WORK ORDER: Please retype all the data below exactly, line for line.

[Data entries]

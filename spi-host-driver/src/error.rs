//! Driver error type

/// Why the driver refused a request
///
/// A rejected request never reaches the hardware.
#[derive(Debug, Clone, Copy, PartialEq, Eq)]
#[cfg_attr(feature = "defmt", derive(defmt::Format))]
pub enum DriverError {
    /// Watermark deeper than its FIFO
    WatermarkExceeds,
    /// Chip-select ID beyond the number of lines
    CsidInvalid,
    /// Command queue is full
    CommandFull,
    /// Reserved speed code, or multi-lane full duplex
    SpeedInvalid,
    /// Command length zero or beyond the 24-bit field
    LengthInvalid,
    /// TX FIFO is full
    TxQueueFull,
    /// RX FIFO is empty
    RxQueueEmpty,
    /// Peripheral cannot accept a command
    NotReady,
    /// Event bits outside the event set
    EventInvalid,
    /// Error bits outside the interrupt-capable error set
    ErrorInvalid,
}

impl DriverError {
    /// The request may succeed once the FIFOs or the command queue move
    pub fn is_transient(&self) -> bool {
        matches!(
            self,
            DriverError::CommandFull
                | DriverError::NotReady
                | DriverError::TxQueueFull
                | DriverError::RxQueueEmpty
        )
    }
}

#[cfg(test)]
mod tests {
    use super::*;

    #[test]
    fn test_queue_conditions_are_transient() {
        assert!(DriverError::CommandFull.is_transient());
        assert!(DriverError::NotReady.is_transient());
        assert!(!DriverError::SpeedInvalid.is_transient());
        assert!(!DriverError::CsidInvalid.is_transient());
    }
}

RESPONSE BOX:
filename spi-host-driver/src/error.rs
//! Driver error type

/// Why the driver refused a request
///
/// A rejected request never reaches the hardware.
#[derive(Debug, Clone, Copy, PartialEq, Eq)]
#[cfg_attr(feature = "defmt", derive(defmt::Format))]
pub enum DriverError {
    /// Watermark deeper than its FIFO
    WatermarkExceeds,
    /// Chip-select ID beyond the number of lines
    CsidInvalid,
    /// Command queue is full
    CommandFull,
    /// Reserved speed code, or multi-lane full duplex
    SpeedInvalid,
    /// Command length zero or beyond the 24-bit field
    LengthInvalid,
    /// TX FIFO is full
    TxQueueFull,
    /// RX FIFO is empty
    RxQueueEmpty,
    /// Peripheral cannot accept a command
    NotReady,
    /// Event bits outside the event set
    EventInvalid,
    /// Error bits outside the interrupt-capable error set
    ErrorInvalid,
}

impl DriverError {
    /// The request may succeed once the FIFOs or the command queue move
    pub fn is_transient(&self) -> bool {
        matches!(
            self,
            DriverError::CommandFull
                | DriverError::NotReady
                | DriverError::TxQueueFull
                | DriverError::RxQueueEmpty
        )
    }
}

#[cfg(test)]
mod tests {
    use super::*;

    #[test]
    fn test_queue_conditions_are_transient() {
        assert!(DriverError::CommandFull.is_transient());
        assert!(DriverError::NotReady.is_transient());
        assert!(!DriverError::SpeedInvalid.is_transient());
        assert!(!DriverError::CsidInvalid.is_transient());
    }
}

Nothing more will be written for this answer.